Return, from the lines below, each one that includes the word "must".
━━━━━ Data provided ━━━━━
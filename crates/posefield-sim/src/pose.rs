//! Pose resolver – sensor-order quaternion to rotation matrix.
//!
//! Sensors deliver orientation as four components `(q0, q1, q2, q3)` whose
//! ordering does not match the standard `(w, x, y, z)` quaternion layout.
//! The fixed remap applied here is
//!
//! ```text
//! w = q3,  x = q1,  y = q0,  z = q2
//! ```
//!
//! This permutation encodes the sensor-to-world axis convention of the
//! hardware and must be preserved exactly; it is not an arbitrary choice to
//! be "corrected".

use posefield_types::math::Mat4;

/// Convert a sensor-order quaternion into a row-major 4x4 rotation matrix.
///
/// Applies the fixed component remap above, then the standard
/// normalized-quaternion-to-rotation formula. A unit-norm quaternion is
/// assumed but not enforced; sensor drift in the norm scales the rotation
/// block accordingly. Pure function, no error conditions.
pub fn rotation_matrix(q: [f32; 4]) -> Mat4 {
    let [q0, q1, q2, q3] = q;
    let (w, x, y, z) = (q3, q1, q0, q2);

    let x2 = x * x;
    let y2 = y * y;
    let z2 = z * z;
    let wx = w * x;
    let wy = w * y;
    let wz = w * z;
    let xy = x * y;
    let xz = x * z;
    let yz = y * z;

    Mat4([
        1.0 - 2.0 * (y2 + z2), 2.0 * (xy - wz),       2.0 * (xz + wy),       0.0,
        2.0 * (xy + wz),       1.0 - 2.0 * (x2 + z2), 2.0 * (yz - wx),       0.0,
        2.0 * (xz - wy),       2.0 * (yz + wx),       1.0 - 2.0 * (x2 + y2), 0.0,
        0.0,                   0.0,                   0.0,                   1.0,
    ])
}

#[cfg(test)]
mod tests {
    use super::*;
    use std::f32::consts::FRAC_1_SQRT_2;

    fn assert_mat_eq(actual: &Mat4, expected: &[f32; 16]) {
        for (i, (a, e)) in actual.0.iter().zip(expected).enumerate() {
            assert!((a - e).abs() < 1e-5, "element {i}: got {a}, expected {e}");
        }
    }

    #[test]
    fn sensor_identity_yields_identity_matrix() {
        // Sensor order (0, 0, 0, 1): the w slot is q3.
        let m = rotation_matrix([0.0, 0.0, 0.0, 1.0]);
        assert_mat_eq(&m, &Mat4::identity().0);
    }

    #[test]
    fn quarter_turn_about_remapped_x() {
        // Standard (w, x, y, z) = (√½, √½, 0, 0), i.e. 90° about X, written
        // in sensor order: q1 carries x, q3 carries w.
        let m = rotation_matrix([0.0, FRAC_1_SQRT_2, 0.0, FRAC_1_SQRT_2]);
        #[rustfmt::skip]
        let expected = [
            1.0, 0.0,  0.0, 0.0,
            0.0, 0.0, -1.0, 0.0,
            0.0, 1.0,  0.0, 0.0,
            0.0, 0.0,  0.0, 1.0,
        ];
        assert_mat_eq(&m, &expected);
    }

    #[test]
    fn component_permutation_is_pinned() {
        // A pure q0 quaternion must land in the y slot: (w,x,y,z) = (0,0,1,0)
        // is a half turn about Y, whose matrix is diag(-1, 1, -1, 1). If q0
        // were routed to x instead, the diagonal would read (1, -1, -1, 1).
        let m = rotation_matrix([1.0, 0.0, 0.0, 0.0]);
        assert!((m.at(0, 0) - (-1.0)).abs() < 1e-5);
        assert!((m.at(1, 1) - 1.0).abs() < 1e-5);
        assert!((m.at(2, 2) - (-1.0)).abs() < 1e-5);
        assert!((m.at(3, 3) - 1.0).abs() < 1e-5);
    }

    #[test]
    fn rotation_block_has_zero_translation() {
        let m = rotation_matrix([0.3, 0.1, 0.2, 0.9]);
        for row in 0..3 {
            assert_eq!(m.at(row, 3), 0.0);
        }
        assert_eq!(m.at(3, 0), 0.0);
        assert_eq!(m.at(3, 1), 0.0);
        assert_eq!(m.at(3, 2), 0.0);
        assert_eq!(m.at(3, 3), 1.0);
    }
}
━━━━━
Expected answer:
//! hardware and must be preserved exactly; it is not an arbitrary choice to
        // A pure q0 quaternion must land in the y slot: (w,x,y,z) = (0,0,1,0)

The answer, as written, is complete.